=== WHAT NEEDS TO BE DONE ===
Return exactly those lines of the material below that fall between the line holding "as an atomic" and the line holding "pub async fn connect(url: &str, prefix: impl", inclusive.

=== SUPPLIED RECORDS ===
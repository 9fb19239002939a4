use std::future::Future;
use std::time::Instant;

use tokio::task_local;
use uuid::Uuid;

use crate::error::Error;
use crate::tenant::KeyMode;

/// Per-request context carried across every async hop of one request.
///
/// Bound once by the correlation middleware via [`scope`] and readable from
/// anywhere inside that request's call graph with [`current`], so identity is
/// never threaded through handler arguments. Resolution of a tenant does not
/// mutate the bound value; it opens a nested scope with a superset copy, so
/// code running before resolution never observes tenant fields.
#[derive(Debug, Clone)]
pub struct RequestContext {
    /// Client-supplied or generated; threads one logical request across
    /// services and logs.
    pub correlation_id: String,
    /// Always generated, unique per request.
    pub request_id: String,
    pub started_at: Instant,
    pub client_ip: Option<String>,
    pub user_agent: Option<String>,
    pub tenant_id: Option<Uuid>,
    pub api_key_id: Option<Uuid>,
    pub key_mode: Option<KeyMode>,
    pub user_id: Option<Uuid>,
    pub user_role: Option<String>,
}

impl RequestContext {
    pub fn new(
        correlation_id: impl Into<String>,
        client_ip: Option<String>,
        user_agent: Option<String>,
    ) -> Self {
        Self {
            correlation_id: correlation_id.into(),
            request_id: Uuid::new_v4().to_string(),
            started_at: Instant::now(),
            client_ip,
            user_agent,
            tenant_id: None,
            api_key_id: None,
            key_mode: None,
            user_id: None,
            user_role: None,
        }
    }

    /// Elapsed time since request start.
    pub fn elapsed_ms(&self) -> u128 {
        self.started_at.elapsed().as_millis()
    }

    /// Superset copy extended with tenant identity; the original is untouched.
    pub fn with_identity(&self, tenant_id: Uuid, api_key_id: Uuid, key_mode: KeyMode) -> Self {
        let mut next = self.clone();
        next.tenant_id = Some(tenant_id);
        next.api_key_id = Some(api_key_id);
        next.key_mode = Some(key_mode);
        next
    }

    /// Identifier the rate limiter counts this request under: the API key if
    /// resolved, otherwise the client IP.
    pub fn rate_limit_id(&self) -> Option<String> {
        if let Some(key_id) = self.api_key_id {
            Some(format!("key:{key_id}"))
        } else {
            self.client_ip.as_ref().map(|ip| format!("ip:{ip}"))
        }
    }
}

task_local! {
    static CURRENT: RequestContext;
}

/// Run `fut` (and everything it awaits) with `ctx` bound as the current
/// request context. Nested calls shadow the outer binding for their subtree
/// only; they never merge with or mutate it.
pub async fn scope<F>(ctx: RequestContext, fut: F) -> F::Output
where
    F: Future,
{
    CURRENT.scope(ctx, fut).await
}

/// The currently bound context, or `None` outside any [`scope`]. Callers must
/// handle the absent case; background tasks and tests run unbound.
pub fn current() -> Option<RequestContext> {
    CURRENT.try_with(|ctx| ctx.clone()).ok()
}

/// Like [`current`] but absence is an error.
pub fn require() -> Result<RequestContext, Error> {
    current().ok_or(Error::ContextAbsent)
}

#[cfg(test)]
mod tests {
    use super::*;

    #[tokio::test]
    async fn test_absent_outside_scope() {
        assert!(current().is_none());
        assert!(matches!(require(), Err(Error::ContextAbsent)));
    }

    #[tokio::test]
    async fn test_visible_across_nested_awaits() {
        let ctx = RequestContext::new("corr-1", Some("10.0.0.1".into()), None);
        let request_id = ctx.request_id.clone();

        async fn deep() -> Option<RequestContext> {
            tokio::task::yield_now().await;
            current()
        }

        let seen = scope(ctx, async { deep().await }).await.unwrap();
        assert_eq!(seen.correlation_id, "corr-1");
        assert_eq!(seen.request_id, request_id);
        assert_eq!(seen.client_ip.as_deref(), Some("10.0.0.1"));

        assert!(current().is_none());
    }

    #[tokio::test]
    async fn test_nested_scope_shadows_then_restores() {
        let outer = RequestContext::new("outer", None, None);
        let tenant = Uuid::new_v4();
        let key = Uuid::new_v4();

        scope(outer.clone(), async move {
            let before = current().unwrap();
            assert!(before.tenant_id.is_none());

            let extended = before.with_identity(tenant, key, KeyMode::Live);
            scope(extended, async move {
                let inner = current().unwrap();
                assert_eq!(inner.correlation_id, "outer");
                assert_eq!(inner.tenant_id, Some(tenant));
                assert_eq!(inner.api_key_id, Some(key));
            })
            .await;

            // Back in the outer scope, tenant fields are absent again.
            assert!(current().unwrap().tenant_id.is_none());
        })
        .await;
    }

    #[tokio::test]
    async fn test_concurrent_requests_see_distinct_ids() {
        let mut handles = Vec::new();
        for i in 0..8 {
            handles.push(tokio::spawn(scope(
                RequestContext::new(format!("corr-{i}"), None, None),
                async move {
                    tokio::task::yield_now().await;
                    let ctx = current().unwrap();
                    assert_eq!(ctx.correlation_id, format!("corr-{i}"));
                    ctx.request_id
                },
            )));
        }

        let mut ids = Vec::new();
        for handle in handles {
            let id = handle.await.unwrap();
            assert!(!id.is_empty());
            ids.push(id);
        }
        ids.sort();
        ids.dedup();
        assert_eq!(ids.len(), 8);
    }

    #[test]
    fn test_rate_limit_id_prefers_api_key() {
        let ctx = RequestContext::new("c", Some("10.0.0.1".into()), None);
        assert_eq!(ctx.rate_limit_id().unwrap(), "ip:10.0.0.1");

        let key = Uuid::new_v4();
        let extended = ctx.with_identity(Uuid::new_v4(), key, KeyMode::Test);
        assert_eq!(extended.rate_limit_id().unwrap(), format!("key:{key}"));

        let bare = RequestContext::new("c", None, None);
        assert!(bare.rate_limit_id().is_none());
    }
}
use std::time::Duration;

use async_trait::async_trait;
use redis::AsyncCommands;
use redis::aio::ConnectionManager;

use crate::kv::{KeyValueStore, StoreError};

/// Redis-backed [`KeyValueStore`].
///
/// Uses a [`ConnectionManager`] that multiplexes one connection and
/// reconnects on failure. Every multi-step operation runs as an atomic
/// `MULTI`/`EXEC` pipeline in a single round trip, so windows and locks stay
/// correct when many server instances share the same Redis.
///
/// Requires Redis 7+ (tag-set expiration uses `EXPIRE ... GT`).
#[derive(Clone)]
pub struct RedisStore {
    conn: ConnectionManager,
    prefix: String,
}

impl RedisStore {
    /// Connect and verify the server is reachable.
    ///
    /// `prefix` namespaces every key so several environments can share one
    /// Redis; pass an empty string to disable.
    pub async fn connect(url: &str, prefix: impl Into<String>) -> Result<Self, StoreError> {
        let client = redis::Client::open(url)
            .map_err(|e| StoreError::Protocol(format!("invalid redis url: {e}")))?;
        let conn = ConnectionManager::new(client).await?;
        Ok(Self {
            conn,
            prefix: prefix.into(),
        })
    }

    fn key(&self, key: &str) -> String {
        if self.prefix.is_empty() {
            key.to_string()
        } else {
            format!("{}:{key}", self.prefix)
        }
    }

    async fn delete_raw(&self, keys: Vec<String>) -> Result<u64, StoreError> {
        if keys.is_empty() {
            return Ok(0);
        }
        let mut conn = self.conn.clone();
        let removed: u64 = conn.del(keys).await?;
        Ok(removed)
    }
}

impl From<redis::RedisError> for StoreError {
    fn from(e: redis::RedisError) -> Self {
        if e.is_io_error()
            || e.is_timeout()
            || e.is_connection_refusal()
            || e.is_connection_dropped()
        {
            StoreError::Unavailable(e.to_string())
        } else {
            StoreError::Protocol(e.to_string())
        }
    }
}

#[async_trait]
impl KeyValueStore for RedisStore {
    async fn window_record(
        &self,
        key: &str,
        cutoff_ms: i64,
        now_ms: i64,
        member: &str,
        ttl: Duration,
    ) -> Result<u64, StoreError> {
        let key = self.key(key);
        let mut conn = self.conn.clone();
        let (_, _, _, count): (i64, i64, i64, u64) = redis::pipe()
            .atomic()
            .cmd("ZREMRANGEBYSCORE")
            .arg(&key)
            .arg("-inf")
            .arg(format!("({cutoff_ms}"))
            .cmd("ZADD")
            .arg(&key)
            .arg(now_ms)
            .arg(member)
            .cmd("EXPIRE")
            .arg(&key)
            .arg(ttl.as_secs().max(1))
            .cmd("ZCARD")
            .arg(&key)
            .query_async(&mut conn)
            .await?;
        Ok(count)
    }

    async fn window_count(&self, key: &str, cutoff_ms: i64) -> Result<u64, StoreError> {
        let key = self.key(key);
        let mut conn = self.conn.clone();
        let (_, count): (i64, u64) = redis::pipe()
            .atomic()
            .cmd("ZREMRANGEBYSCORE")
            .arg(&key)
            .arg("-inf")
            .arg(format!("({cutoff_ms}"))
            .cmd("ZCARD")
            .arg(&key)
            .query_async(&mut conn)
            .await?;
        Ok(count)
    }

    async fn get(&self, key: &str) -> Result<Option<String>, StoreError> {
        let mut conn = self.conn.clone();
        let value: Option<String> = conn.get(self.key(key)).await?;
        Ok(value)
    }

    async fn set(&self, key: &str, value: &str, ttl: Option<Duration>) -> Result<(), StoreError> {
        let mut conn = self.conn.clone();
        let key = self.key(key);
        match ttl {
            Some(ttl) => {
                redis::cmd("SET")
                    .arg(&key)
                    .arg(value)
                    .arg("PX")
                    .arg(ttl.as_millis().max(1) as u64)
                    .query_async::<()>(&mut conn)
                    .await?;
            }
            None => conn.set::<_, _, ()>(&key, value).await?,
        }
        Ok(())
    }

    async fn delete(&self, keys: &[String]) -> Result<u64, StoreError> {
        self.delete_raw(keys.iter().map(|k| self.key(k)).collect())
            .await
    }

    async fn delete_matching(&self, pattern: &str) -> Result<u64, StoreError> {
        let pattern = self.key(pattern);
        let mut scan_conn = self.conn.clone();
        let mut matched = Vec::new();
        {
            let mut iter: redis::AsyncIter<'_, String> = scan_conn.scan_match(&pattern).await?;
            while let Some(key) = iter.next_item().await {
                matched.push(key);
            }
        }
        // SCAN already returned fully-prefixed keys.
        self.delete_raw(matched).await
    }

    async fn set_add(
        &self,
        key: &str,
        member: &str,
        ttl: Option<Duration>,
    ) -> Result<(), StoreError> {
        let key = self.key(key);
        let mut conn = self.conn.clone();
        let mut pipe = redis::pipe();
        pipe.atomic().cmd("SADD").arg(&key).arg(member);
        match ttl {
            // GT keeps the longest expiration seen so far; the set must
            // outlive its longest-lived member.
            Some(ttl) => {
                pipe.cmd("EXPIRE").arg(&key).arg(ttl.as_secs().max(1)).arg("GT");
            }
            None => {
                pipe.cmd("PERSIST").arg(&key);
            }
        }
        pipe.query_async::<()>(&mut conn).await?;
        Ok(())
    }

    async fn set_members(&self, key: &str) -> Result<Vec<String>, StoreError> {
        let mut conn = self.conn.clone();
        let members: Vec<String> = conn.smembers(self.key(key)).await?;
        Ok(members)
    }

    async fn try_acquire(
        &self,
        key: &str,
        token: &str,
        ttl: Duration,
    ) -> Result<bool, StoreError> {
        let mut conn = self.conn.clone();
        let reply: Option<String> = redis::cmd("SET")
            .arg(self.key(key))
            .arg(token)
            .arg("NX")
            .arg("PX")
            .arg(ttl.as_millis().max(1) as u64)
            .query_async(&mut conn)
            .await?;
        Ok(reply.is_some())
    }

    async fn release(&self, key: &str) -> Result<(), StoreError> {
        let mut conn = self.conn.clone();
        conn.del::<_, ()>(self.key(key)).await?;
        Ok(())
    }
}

=== SOLVED EXERCISE ===
/// reconnects on failure. Every multi-step operation runs as an atomic
/// `MULTI`/`EXEC` pipeline in a single round trip, so windows and locks stay
/// correct when many server instances share the same Redis.
///
/// Requires Redis 7+ (tag-set expiration uses `EXPIRE ... GT`).
#[derive(Clone)]
pub struct RedisStore {
    conn: ConnectionManager,
    prefix: String,
}

impl RedisStore {
    /// Connect and verify the server is reachable.
    ///
    /// `prefix` namespaces every key so several environments can share one
    /// Redis; pass an empty string to disable.
    pub async fn connect(url: &str, prefix: impl Into<String>) -> Result<Self, StoreError> {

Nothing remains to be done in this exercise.